The following films were made by the British production company Gainsborough Pictures and its parent company Gaumont British between 1924 and 1950. The Gainsborough brand was first used in 1924, although several films had previously been made by the company's founders under a different name.
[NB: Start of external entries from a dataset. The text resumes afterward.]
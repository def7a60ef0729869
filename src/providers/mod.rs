//! Hosting provider clients (Vercel, Render)
//!
//! The orchestration core only talks to [`HostingProvider`]; the concrete
//! clients are thin REST wrappers.

use std::time::Duration;

use anyhow::Result;
use async_trait::async_trait;

use crate::deploy::env::reconcile_env_vars;
use crate::error::DeployError;
use crate::shared::{
    DeployParams, DeployResult, Deployment, DeploymentRef, EnvVar, Project, ProviderKind,
    RemoteEnvVar,
};

pub mod render;
pub mod vercel;

pub use render::RenderClient;
pub use vercel::VercelClient;

/// Operations the deployment core needs from a hosting provider
#[async_trait]
pub trait HostingProvider: Send + Sync {
    fn kind(&self) -> ProviderKind;

    /// Look up a project/service by name
    async fn get_project(&self, name: &str) -> Result<Option<Project>>;

    async fn create_project(&self, params: &DeployParams) -> Result<Project>;

    /// Overwrite every build setting of an existing project with `params`
    async fn update_project_settings(&self, project_id: &str, params: &DeployParams) -> Result<()>;

    async fn list_env_vars(&self, project_id: &str) -> Result<Vec<RemoteEnvVar>>;

    async fn delete_env_var(&self, project_id: &str, env_id: &str) -> Result<()>;

    async fn create_env_var(&self, project_id: &str, env: &EnvVar) -> Result<()>;

    /// Start a deployment of the project's configured branch
    async fn trigger_deployment(&self, project: &Project, params: &DeployParams)
    -> Result<Deployment>;

    /// Fetch a deployment; `None` when the provider does not know it
    async fn get_deployment(&self, deployment: &DeploymentRef) -> Result<Option<Deployment>>;

    /// Build log / event lines for a deployment, oldest first
    async fn get_deployment_events(&self, deployment: &DeploymentRef) -> Result<Vec<String>>;

    /// Whether a deployment status can no longer change
    fn is_terminal(&self, status: &str) -> bool;

    fn dashboard_url(&self, project: &Project, deployment: &Deployment) -> Option<String>;

    fn logs_url(&self, project: &Project, deployment: &Deployment) -> Option<String>;

    /// Default poll budget and interval for this provider
    fn poll_defaults(&self) -> (Duration, Duration) {
        match self.kind() {
            ProviderKind::Vercel => (Duration::from_secs(6 * 60), Duration::from_millis(2500)),
            ProviderKind::Render => (Duration::from_secs(10 * 60), Duration::from_secs(3)),
        }
    }

    /// Create-or-update the project, reconcile env vars, and trigger a deployment
    ///
    /// Safe to repeat against the same project name: an existing project has
    /// all of its settings overwritten before deploying.
    async fn deploy_from_github(&self, params: &DeployParams) -> Result<DeployResult, DeployError> {
        let project = match self.get_project(&params.project_name).await? {
            Some(project) => {
                tracing::debug!(
                    provider = %self.kind(),
                    project = %project.name,
                    "Project exists, updating settings"
                );
                self.update_project_settings(&project.id, params).await?;
                project
            }
            None => {
                let project = self.create_project(params).await?;
                tracing::info!(
                    provider = %self.kind(),
                    project = %project.name,
                    project_id = %project.id,
                    "Created project"
                );
                project
            }
        };

        reconcile_env_vars(self, &project.id, &params.environment_variables).await?;

        let deployment = self.trigger_deployment(&project, params).await?;

        tracing::info!(
            provider = %self.kind(),
            project = %project.name,
            deployment_id = %deployment.id,
            status = %deployment.status,
            "Deployment triggered"
        );

        Ok(DeployResult {
            dashboard_url: self.dashboard_url(&project, &deployment),
            logs_url: self.logs_url(&project, &deployment),
            project_id: project.id.clone(),
            project_name: project.name.clone(),
            deployment_id: deployment.id.clone(),
            url: deployment.url.clone().or_else(|| project.url.clone()),
            status: deployment.status,
            strategy: None,
            retries_used: None,
        })
    }
}

/// Vercel deployment states that no longer change
pub fn is_terminal_vercel_state(state: &str) -> bool {
    matches!(
        state.to_uppercase().as_str(),
        "READY" | "ERROR" | "CANCELED"
    )
}

/// Render deploy statuses that no longer change
pub fn is_terminal_deploy_status(status: &str) -> bool {
    let status = status.to_lowercase();
    ["live", "succeeded", "success", "deployed", "fail", "cancel"]
        .iter()
        .any(|word| status.contains(word))
}

/// Prefix a bare hostname with `https://`
pub(crate) fn https_url(host: &str) -> String {
    if host.starts_with("http://") || host.starts_with("https://") {
        host.to_string()
    } else {
        format!("https://{}", host)
    }
}
//! Retry strategies as data
//!
//! Each strategy drops one more dimension that commonly trips provider-side
//! validation, converging on the platform's own auto-detection.

use crate::shared::{DeployParams, normalize_root_directory};

/// Upper bound on strategies tried for one deploy
pub const MAX_STRATEGIES: usize = 8;

/// Env vars kept by the minimal strategy
pub const MINIMAL_ENV_VAR_LIMIT: usize = 10;

/// One concrete attempt in the retry sequence
#[derive(Debug, Clone, PartialEq, Eq)]
pub struct DeployStrategy {
    /// Stable identifier (`default`, `no-framework`, `root:apps/web`, ...)
    pub key: String,
    /// Human description for logs
    pub label: String,
    pub params: DeployParams,
}

impl DeployStrategy {
    fn new(key: impl Into<String>, label: impl Into<String>, params: DeployParams) -> Self {
        Self {
            key: key.into(),
            label: label.into(),
            params,
        }
    }
}

/// Build the ordered, deduplicated strategy list for `base`
///
/// `root_candidates` are alternative root directories; the one already used
/// by `base` is skipped. The empty string stands for the repository root.
pub fn build_deploy_strategies(base: &DeployParams, root_candidates: &[String]) -> Vec<DeployStrategy> {
    let mut candidates = vec![DeployStrategy::new(
        "default",
        "Requested configuration",
        base.clone(),
    )];

    if base.framework.is_some() {
        candidates.push(DeployStrategy::new(
            "no-framework",
            "Without framework preset",
            DeployParams {
                framework: None,
                ..base.clone()
            },
        ));
    }

    if base.root_directory.is_some() {
        candidates.push(DeployStrategy::new(
            "no-root-dir",
            "From repository root",
            DeployParams {
                root_directory: None,
                ..base.clone()
            },
        ));
    }

    let current_root = base
        .root_directory
        .as_deref()
        .map(normalize_root_directory)
        .unwrap_or_default();

    for candidate in root_candidates {
        let candidate = normalize_root_directory(candidate);
        if candidate == current_root {
            continue;
        }
        let label = if candidate.is_empty() {
            "Auto-detect from repository root".to_string()
        } else {
            format!("Auto-detect in {}", candidate)
        };
        candidates.push(DeployStrategy::new(
            format!("root:{}", candidate),
            label,
            DeployParams {
                root_directory: (!candidate.is_empty()).then_some(candidate),
                framework: None,
                auto_detect_framework: true,
                ..base.clone()
            },
        ));
    }

    candidates.push(DeployStrategy::new(
        "minimal",
        "Minimal configuration",
        DeployParams {
            repository: base.repository.clone(),
            project_name: base.project_name.clone(),
            branch: base.branch.clone(),
            root_directory: None,
            framework: None,
            build_command: None,
            start_command: None,
            install_command: None,
            output_directory: None,
            environment_variables: base
                .environment_variables
                .iter()
                .take(MINIMAL_ENV_VAR_LIMIT)
                .cloned()
                .collect(),
            auto_detect_framework: true,
        },
    ));

    let mut strategies: Vec<DeployStrategy> = Vec::new();
    for candidate in candidates {
        if strategies.iter().any(|s| s.params == candidate.params) {
            continue;
        }
        strategies.push(candidate);
        if strategies.len() == MAX_STRATEGIES {
            break;
        }
    }

    strategies
}
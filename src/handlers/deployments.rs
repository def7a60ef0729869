use axum::{
    Json,
    extract::{Path, Query, State},
};
use serde::Deserialize;
use serde_json::{Value, json};

use crate::error::DeployError;
use crate::handlers::parse_provider;
use crate::server::AppState;
use crate::shared::{DeploymentRef, ProviderKind};

#[derive(Debug, Default, Deserialize)]
#[serde(rename_all = "camelCase")]
pub struct DeploymentQuery {
    /// Owning service; required for Render lookups
    #[serde(default, alias = "service_id")]
    pub service_id: Option<String>,
}

impl DeploymentQuery {
    fn deployment_ref(&self, id: String) -> DeploymentRef {
        DeploymentRef {
            id,
            service_id: self.service_id.clone(),
        }
    }
}

fn require_service_id(kind: ProviderKind, deployment: &DeploymentRef) -> Result<(), DeployError> {
    if kind == ProviderKind::Render && deployment.service_id.is_none() {
        return Err(DeployError::Validation(
            "serviceId query parameter is required for Render deployments".to_string(),
        ));
    }
    Ok(())
}

/// Current state of a deployment
pub async fn get_deployment(
    State(state): State<AppState>,
    Path((provider, id)): Path<(String, String)>,
    Query(query): Query<DeploymentQuery>,
) -> Result<Json<Value>, DeployError> {
    let kind = parse_provider(&provider)?;
    let deployment = query.deployment_ref(id);
    require_service_id(kind, &deployment)?;

    let found = state
        .provider(kind)?
        .get_deployment(&deployment)
        .await?
        .ok_or_else(|| DeployError::NotFound(format!("deployment {}", deployment.id)))?;

    Ok(Json(json!({ "deployment": found })))
}

/// Build logs as plain text
pub async fn get_deployment_logs(
    state: State<AppState>,
    path: Path<(String, String)>,
    query: Query<DeploymentQuery>,
) -> Json<Value> {
    deployment_text(state, path, query, "logsCount").await
}

/// Deploy events as plain text
pub async fn get_deployment_events(
    state: State<AppState>,
    path: Path<(String, String)>,
    query: Query<DeploymentQuery>,
) -> Json<Value> {
    deployment_text(state, path, query, "eventsCount").await
}

/// Log viewer payload; failures degrade to empty text with an `error` field
async fn deployment_text(
    State(state): State<AppState>,
    Path((provider, id)): Path<(String, String)>,
    Query(query): Query<DeploymentQuery>,
    count_field: &str,
) -> Json<Value> {
    let deployment = query.deployment_ref(id);

    let lines = async {
        let kind = parse_provider(&provider)?;
        require_service_id(kind, &deployment)?;
        let lines = state
            .provider(kind)?
            .get_deployment_events(&deployment)
            .await?;
        Ok::<_, DeployError>(lines)
    }
    .await;

    match lines {
        Ok(lines) => Json(json!({
            "text": lines.join("\n"),
            count_field: lines.len(),
        })),
        Err(e) => {
            tracing::warn!(
                provider = %provider,
                deployment_id = %deployment.id,
                error = %e,
                "Failed to fetch deployment logs"
            );
            Json(json!({
                "text": "",
                count_field: 0,
                "error": e.to_string(),
            }))
        }
    }
}
pub mod api;

pub use api::{EntryKind, GitHubClient, RepoEntry, RepositorySource};
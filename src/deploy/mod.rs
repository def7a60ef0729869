//! Deployment orchestration
//!
//! Turns a [`DeployRequest`] into resolved parameters, expands them into a
//! strategy list, and drives a [`HostingProvider`] through it.

use crate::detect::{DEFAULT_SCAN_DEPTH, detect_framework, resolve_root_directories};
use crate::error::DeployError;
use crate::github::RepositorySource;
use crate::providers::HostingProvider;
use crate::shared::{
    DeployParams, DeployRequest, DeployResult, ProviderKind, derive_project_name,
    normalize_root_directory, parse_repository,
};

pub mod env;
pub mod orchestrator;
pub mod poller;
pub mod strategy;

pub use env::{normalize_env_vars, reconcile_env_vars};
pub use orchestrator::{backoff_delay, deploy_with_strategies};
pub use poller::{AbortHandle, AbortSignal, PollOptions, poll_deployment};
pub use strategy::{DeployStrategy, build_deploy_strategies};

/// Parameters resolved from a request, plus fallback root directories
#[derive(Debug, Clone, PartialEq, Eq)]
pub struct ResolvedDeploy {
    pub params: DeployParams,
    pub root_candidates: Vec<String>,
}

/// Validate a request and fill in defaults that need no network access
pub fn base_params(request: &DeployRequest) -> Result<DeployParams, DeployError> {
    let (_, name) = parse_repository(&request.repository)?;

    let project_name = request
        .project_name
        .as_deref()
        .map(str::trim)
        .filter(|n| !n.is_empty())
        .map(derive_project_name)
        .unwrap_or_else(|| derive_project_name(name));

    let branch = request
        .branch
        .as_deref()
        .map(str::trim)
        .filter(|b| !b.is_empty())
        .unwrap_or("main")
        .to_string();

    let root_directory = request
        .root_directory
        .as_deref()
        .map(normalize_root_directory)
        .filter(|dir| !dir.is_empty());

    Ok(DeployParams {
        repository: request.repository.trim().to_string(),
        project_name,
        branch,
        root_directory,
        framework: request.framework,
        build_command: non_empty(&request.build_command),
        start_command: non_empty(&request.start_command),
        install_command: non_empty(&request.install_command),
        output_directory: non_empty(&request.output_directory),
        environment_variables: request.environment_variables.clone(),
        auto_detect_framework: request.auto_detect_framework,
    })
}

fn non_empty(value: &Option<String>) -> Option<String> {
    value
        .as_deref()
        .map(str::trim)
        .filter(|v| !v.is_empty())
        .map(String::from)
}

/// Resolve root directory, framework, and default commands for `request`
///
/// Detection failures only lower the quality of the defaults; they never fail
/// the deploy.
pub async fn resolve_deploy<R: RepositorySource + ?Sized>(
    github: &R,
    provider: ProviderKind,
    request: &DeployRequest,
) -> Result<ResolvedDeploy, DeployError> {
    let mut params = base_params(request)?;
    let (owner, repo) = parse_repository(&request.repository)?;

    let mut root_candidates = Vec::new();
    if params.auto_detect_framework {
        root_candidates = resolve_root_directories(github, owner, repo, DEFAULT_SCAN_DEPTH).await;
        if params.root_directory.is_none()
            && let Some(primary) = root_candidates.first()
            && !primary.is_empty()
        {
            tracing::info!(repository = %params.repository, root = %primary, "Using detected root directory");
            params.root_directory = Some(primary.clone());
        }
    }

    if params.framework.is_none() && params.auto_detect_framework {
        params.framework =
            detect_framework(github, owner, repo, params.root_directory.as_deref()).await;
    }

    if let Some(framework) = params.framework {
        if params.build_command.is_none() {
            params.build_command = framework.default_build_command(provider).map(String::from);
        }
        if params.start_command.is_none() {
            params.start_command = framework.default_start_command(provider).map(String::from);
        }
    }

    tracing::info!(
        provider = %provider,
        repository = %params.repository,
        project = %params.project_name,
        branch = %params.branch,
        root = params.root_directory.as_deref().unwrap_or(""),
        framework = ?params.framework,
        "Resolved deploy parameters"
    );

    Ok(ResolvedDeploy {
        params,
        root_candidates,
    })
}

/// Full deploy: resolve, build strategies, and run them against `provider`
pub async fn run_deploy<R, P>(
    github: &R,
    provider: &P,
    request: &DeployRequest,
) -> Result<DeployResult, DeployError>
where
    R: RepositorySource + ?Sized,
    P: HostingProvider + ?Sized,
{
    let resolved = resolve_deploy(github, provider.kind(), request).await?;
    let strategies = build_deploy_strategies(&resolved.params, &resolved.root_candidates);

    tracing::debug!(
        strategies = ?strategies.iter().map(|s| s.key.as_str()).collect::<Vec<_>>(),
        "Built deploy strategies"
    );

    deploy_with_strategies(provider, &strategies, request.enable_retry).await
}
Gaumont British, which took control of Gainsborough in the late 1920s, had also made films prior to 1924. After the merger, the companies released a single slate of films each year.

Following a financial crisis at the company in 1936, Gaumont British ceased production and concentrated on distribution. Despite this, films continued to be released under the Gainsborough banner. In its later years the company was part of the Rank Organisation; it was shut down by the Rank management in 1950 as part of an economy drive.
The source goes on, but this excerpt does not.